§ EXERCISE OBJECTIVE: Among the lines below, how many have the word "productive"? The reply is that number alone.

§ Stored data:
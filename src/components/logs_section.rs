//! Daily Logs Section Component
//!
//! One entry per day with a mood badge, sorted newest-first by log_date.

use leptos::prelude::*;

use super::{confirm_delete, load_list, run_mutation};
use crate::api::use_api;
use crate::format::{long_date, today_string};
use crate::models::{mood_badge_class, DailyLog, Mood, NewDailyLog};
use crate::summary::sort_newest_first;

#[component]
pub fn LogsSection() -> impl IntoView {
    let api = use_api();

    let (logs, set_logs) = signal(Vec::<DailyLog>::new());
    let (reload, set_reload) = signal(0u32);

    let (adding, set_adding) = signal(false);
    let (new_date, set_new_date) = signal(today_string());
    let (new_summary, set_new_summary) = signal(String::new());
    let (new_mood, set_new_mood) = signal(String::from("productive"));

    Effect::new(move |_| {
        let _ = reload.get();
        load_list(api, "/logs", "logs", set_logs);
    });

    let on_add = move |ev: web_sys::SubmitEvent| {
        ev.prevent_default();
        let body = NewDailyLog {
            log_date: new_date.get(),
            summary: new_summary.get(),
            mood: new_mood.get(),
        };
        if body.summary.is_empty() {
            return;
        }
        run_mutation(api.create("/logs", body), "Failed to add log", move || {
            set_new_date.set(today_string());
            set_new_summary.set(String::new());
            set_new_mood.set(String::from("productive"));
            set_adding.set(false);
            set_reload.update(|v| *v += 1);
        });
    };

    let on_delete = move |id: u32| {
        if !confirm_delete("log") {
            return;
        }
        run_mutation(api.remove("/logs", id), "Failed to delete log", move || {
            set_reload.update(|v| *v += 1)
        });
    };

    let log_row = move |log: DailyLog| {
        let id = log.id;
        view! {
            <div class="card log-item">
                <div class="row-between">
                    <h5>{long_date(&log.log_date)}</h5>
                    <span class=format!("badge {}", mood_badge_class(&log.mood))>
                        {log.mood.clone()}
                    </span>
                </div>
                <p>{log.summary.clone()}</p>
                <button on:click=move |_| on_delete(id)>"Delete"</button>
            </div>
        }
    };

    view! {
        <section class="logs-section">
            <div class="row-between">
                <h4>"Daily Logs"</h4>
                <button on:click=move |_| set_adding.update(|v| *v = !*v)>"Add Log"</button>
            </div>

            {move || adding.get().then(|| view! {
                <form class="inline-form" on:submit=on_add>
                    <input
                        type="date"
                        prop:value=move || new_date.get()
                        on:input=move |ev| set_new_date.set(event_target_value(&ev))
                    />
                    <textarea
                        placeholder="What happened today?"
                        prop:value=move || new_summary.get()
                        on:input=move |ev| set_new_summary.set(event_target_value(&ev))
                    />
                    <select on:change=move |ev| set_new_mood.set(event_target_value(&ev))>
                        {Mood::ALL
                            .into_iter()
                            .map(|m| view! { <option value=m.as_str()>{m.label()}</option> })
                            .collect_view()}
                    </select>
                    <button type="submit">"Save Log"</button>
                </form>
            })}

            {move || {
                let mut all = logs.get();
                if all.is_empty() {
                    return view! {
                        <div class="alert alert-info">"No logs recorded yet."</div>
                    }
                    .into_any();
                }
                sort_newest_first(&mut all, |l| l.log_date.as_str());
                all.into_iter().map(log_row).collect_view().into_any()
            }}
        </section>
    }
}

§ EXPECTED OUTPUT: 2